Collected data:

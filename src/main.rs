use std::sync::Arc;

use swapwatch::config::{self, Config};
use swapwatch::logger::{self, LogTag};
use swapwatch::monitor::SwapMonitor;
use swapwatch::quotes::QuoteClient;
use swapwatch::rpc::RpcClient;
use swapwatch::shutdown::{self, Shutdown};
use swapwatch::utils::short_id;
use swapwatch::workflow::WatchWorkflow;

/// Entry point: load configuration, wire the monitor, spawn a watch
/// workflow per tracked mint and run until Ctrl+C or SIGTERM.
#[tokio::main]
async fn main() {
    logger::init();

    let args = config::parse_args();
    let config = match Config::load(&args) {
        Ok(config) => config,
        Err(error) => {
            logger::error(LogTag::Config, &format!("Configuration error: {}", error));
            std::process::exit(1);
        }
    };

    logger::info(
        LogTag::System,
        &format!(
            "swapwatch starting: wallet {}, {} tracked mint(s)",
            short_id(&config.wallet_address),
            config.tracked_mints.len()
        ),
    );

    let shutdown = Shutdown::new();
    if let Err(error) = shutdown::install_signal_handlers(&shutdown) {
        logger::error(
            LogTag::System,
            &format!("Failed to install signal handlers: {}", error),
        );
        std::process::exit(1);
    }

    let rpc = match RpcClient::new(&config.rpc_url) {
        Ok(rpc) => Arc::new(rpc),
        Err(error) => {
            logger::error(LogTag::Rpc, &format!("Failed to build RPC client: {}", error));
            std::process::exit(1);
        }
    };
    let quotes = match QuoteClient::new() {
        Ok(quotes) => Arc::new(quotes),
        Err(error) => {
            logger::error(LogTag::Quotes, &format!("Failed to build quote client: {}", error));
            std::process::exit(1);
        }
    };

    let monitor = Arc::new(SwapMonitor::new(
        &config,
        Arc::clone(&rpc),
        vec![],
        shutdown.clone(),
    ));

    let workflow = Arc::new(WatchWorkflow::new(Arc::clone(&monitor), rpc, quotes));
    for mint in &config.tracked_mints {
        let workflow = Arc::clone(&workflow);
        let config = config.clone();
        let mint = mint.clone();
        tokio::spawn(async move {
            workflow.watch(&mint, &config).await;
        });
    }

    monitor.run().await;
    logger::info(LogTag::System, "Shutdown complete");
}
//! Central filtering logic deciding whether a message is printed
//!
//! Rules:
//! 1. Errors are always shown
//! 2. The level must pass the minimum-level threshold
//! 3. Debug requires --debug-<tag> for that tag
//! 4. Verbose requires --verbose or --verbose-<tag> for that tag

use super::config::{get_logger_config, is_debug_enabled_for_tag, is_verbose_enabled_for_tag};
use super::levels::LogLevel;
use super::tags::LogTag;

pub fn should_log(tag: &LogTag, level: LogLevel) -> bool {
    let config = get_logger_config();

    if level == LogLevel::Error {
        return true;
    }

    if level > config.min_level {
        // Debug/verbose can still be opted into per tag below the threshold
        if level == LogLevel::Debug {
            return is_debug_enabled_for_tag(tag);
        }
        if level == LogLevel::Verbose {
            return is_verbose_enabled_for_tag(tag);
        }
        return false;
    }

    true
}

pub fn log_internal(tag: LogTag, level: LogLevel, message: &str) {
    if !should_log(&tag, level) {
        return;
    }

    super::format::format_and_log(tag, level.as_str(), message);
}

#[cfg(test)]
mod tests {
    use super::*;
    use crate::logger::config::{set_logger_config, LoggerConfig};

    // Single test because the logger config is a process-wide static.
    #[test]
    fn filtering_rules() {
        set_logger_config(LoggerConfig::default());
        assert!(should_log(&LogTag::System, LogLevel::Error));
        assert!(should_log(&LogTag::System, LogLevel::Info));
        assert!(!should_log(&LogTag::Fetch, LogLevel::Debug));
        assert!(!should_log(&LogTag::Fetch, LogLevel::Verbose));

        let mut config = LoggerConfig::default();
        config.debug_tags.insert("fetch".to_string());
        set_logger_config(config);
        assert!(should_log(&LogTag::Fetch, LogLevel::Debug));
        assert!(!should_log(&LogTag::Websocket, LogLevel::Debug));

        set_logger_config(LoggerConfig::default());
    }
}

--

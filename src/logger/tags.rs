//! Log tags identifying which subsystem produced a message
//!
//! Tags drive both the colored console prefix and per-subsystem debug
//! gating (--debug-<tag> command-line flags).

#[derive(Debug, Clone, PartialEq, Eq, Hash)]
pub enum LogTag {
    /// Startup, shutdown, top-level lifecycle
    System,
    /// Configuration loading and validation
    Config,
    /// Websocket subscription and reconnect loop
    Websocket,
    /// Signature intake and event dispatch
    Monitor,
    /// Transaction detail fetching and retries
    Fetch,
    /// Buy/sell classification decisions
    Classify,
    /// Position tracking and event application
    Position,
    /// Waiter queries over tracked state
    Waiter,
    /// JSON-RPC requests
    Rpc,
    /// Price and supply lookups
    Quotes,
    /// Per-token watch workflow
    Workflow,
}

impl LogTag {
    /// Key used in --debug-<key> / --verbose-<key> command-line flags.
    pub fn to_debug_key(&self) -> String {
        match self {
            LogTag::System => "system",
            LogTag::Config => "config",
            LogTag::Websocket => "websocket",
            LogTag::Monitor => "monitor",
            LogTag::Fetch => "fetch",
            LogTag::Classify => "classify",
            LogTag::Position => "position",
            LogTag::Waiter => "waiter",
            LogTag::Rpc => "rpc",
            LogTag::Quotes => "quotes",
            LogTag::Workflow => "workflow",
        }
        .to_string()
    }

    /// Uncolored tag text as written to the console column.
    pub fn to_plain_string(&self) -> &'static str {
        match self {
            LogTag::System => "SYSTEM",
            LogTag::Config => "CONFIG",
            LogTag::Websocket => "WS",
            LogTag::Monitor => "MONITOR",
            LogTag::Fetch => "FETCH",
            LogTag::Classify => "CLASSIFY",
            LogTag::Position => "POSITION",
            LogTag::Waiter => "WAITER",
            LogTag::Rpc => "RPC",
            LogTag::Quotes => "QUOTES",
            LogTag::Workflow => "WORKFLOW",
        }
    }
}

==

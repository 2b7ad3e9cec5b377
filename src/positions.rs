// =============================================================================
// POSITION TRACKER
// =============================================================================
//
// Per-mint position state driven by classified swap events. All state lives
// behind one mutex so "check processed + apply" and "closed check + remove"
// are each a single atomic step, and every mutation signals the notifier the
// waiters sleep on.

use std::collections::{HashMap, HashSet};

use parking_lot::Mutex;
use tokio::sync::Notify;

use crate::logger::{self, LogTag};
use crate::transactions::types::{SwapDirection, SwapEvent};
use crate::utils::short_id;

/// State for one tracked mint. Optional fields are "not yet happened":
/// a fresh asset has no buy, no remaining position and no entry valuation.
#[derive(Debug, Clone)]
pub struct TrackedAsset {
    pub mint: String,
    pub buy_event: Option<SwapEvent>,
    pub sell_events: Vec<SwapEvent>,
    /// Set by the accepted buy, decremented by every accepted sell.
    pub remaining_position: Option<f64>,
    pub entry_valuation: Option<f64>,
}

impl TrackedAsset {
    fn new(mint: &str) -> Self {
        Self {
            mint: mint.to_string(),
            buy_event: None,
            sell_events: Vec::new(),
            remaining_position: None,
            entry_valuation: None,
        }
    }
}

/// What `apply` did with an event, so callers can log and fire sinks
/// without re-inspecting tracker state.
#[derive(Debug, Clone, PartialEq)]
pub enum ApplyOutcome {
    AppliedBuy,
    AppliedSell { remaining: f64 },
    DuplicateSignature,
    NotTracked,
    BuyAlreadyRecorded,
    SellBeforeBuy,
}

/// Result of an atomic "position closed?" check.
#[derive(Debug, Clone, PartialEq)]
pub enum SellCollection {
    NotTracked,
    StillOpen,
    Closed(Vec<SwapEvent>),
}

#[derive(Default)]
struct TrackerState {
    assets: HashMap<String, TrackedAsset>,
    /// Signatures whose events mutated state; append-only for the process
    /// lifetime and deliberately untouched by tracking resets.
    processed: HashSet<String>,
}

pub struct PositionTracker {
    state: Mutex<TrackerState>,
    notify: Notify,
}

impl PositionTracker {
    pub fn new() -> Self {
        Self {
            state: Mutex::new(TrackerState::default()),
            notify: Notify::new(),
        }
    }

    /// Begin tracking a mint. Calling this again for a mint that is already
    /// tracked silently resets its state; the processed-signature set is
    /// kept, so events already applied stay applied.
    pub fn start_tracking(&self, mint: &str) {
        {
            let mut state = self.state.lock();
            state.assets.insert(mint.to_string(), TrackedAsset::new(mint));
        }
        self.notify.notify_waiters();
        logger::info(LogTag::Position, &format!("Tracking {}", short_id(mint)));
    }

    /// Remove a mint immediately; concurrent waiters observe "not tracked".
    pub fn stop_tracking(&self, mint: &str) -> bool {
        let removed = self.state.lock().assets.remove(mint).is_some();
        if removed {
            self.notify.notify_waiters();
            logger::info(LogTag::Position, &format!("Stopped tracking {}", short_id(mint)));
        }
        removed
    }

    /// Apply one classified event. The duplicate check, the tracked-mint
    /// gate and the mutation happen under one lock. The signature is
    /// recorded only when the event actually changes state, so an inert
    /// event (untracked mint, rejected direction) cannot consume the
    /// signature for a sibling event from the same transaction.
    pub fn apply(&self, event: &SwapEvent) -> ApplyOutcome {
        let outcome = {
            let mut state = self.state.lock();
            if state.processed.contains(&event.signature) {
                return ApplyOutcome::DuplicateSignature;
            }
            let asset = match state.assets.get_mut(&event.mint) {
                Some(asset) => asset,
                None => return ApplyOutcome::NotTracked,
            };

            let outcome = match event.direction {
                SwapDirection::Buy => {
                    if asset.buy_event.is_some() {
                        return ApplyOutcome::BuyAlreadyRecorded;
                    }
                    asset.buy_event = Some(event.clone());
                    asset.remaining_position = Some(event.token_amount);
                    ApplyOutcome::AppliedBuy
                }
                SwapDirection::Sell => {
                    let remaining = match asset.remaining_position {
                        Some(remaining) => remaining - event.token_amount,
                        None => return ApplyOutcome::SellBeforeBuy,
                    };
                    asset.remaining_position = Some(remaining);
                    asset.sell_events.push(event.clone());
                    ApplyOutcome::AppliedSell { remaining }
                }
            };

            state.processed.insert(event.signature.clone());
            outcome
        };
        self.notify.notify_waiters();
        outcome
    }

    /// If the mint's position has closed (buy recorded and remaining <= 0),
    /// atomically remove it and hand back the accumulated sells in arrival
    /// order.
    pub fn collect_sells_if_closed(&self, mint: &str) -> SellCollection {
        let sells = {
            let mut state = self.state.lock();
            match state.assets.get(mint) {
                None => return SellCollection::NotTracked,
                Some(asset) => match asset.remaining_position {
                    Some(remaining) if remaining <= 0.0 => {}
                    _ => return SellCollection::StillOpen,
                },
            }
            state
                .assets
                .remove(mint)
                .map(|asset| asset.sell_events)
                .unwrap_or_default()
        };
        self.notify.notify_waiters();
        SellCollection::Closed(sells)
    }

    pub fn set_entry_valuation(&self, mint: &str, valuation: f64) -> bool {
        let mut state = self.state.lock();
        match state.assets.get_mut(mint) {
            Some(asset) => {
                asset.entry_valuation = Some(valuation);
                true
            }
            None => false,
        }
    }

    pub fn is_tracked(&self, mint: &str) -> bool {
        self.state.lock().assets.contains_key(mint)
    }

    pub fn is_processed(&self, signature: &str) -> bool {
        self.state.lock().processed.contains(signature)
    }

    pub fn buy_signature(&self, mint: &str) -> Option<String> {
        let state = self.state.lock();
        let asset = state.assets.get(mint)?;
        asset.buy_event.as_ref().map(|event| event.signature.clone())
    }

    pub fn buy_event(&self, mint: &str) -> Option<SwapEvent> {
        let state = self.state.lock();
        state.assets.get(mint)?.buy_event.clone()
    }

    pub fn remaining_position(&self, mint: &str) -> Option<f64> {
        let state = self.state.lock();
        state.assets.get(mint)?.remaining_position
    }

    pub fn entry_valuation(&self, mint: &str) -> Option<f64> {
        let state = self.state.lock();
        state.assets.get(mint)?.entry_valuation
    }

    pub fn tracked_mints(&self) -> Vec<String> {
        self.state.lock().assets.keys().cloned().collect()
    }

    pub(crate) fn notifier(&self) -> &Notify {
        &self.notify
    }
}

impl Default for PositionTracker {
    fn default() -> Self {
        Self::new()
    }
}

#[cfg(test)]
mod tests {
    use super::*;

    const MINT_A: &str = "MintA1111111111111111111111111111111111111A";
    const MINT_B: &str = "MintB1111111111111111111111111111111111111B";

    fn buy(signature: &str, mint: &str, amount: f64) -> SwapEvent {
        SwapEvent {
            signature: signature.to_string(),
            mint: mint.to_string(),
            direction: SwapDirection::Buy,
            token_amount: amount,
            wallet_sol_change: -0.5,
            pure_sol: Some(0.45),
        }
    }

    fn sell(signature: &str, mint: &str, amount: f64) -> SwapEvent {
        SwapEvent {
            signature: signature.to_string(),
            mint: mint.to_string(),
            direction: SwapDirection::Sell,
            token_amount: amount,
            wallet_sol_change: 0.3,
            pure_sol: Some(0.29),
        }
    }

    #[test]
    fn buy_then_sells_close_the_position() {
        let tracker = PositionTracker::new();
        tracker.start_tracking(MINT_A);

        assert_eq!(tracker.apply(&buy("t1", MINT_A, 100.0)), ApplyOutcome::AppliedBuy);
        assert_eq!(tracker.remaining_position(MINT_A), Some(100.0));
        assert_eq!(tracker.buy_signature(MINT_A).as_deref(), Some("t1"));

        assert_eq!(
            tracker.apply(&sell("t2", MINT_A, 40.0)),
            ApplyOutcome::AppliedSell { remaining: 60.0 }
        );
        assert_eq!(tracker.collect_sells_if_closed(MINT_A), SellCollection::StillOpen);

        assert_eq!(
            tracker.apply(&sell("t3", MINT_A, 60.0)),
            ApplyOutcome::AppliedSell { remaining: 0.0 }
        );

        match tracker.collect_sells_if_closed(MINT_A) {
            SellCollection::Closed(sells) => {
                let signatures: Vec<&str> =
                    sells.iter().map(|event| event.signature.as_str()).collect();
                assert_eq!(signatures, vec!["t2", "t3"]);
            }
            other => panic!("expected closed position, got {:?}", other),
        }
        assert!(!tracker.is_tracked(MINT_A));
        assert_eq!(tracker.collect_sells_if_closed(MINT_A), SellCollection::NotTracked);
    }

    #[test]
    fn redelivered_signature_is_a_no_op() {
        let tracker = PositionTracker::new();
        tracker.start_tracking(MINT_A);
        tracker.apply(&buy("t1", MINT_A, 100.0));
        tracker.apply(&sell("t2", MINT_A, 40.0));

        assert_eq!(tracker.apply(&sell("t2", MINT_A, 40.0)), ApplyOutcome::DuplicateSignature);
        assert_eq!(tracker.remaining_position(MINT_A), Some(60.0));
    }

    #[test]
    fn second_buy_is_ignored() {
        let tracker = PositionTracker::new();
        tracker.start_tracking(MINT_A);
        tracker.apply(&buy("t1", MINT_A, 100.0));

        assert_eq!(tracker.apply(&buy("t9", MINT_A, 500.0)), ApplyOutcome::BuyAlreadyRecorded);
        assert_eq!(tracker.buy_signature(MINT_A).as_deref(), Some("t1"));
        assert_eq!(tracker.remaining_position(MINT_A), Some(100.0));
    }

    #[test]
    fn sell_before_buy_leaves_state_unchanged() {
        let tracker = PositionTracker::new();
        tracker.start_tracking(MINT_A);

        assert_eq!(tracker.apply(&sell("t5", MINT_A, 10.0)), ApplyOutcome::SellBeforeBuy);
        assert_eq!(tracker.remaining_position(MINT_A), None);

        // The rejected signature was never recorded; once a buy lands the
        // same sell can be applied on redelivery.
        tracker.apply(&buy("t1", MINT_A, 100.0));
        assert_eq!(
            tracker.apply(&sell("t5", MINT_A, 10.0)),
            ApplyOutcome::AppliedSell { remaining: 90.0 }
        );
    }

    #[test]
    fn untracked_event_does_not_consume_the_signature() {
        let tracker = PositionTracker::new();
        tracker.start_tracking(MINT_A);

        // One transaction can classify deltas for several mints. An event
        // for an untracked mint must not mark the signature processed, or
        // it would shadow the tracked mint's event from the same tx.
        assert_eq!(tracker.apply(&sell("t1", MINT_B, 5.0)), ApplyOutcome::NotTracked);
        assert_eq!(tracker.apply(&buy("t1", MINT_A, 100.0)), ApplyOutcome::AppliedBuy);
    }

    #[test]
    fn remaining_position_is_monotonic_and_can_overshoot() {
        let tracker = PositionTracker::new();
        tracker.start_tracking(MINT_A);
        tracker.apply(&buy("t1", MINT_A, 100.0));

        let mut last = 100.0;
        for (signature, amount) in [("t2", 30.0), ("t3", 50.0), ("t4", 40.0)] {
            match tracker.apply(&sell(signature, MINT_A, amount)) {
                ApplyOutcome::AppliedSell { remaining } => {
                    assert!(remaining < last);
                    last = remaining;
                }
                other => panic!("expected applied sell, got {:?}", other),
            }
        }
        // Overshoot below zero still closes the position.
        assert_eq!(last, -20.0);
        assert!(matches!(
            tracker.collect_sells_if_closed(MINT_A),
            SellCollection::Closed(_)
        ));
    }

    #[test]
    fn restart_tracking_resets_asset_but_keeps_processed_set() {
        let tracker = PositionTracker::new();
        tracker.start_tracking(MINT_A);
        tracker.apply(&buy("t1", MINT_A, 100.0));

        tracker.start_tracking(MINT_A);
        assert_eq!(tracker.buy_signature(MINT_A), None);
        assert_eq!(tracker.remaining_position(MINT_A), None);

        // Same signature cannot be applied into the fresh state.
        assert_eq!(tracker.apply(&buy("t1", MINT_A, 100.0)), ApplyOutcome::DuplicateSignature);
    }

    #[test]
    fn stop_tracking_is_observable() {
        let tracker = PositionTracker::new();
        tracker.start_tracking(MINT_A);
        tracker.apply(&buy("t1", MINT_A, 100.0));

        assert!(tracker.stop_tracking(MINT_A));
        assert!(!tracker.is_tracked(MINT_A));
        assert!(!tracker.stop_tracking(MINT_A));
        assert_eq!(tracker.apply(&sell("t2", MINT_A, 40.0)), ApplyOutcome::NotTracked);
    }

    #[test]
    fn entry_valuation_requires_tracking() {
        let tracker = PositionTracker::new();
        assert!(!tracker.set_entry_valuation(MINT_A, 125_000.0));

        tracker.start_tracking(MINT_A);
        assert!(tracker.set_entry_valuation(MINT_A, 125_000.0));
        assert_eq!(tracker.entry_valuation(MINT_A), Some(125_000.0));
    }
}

* **Problem details**: Show the lines from the data above that contain the string "check".

* **Solved exercise**:
// behind one mutex so "check processed + apply" and "closed check + remove"
/// Result of an atomic "position closed?" check.
    /// Apply one classified event. The duplicate check, the tracked-mint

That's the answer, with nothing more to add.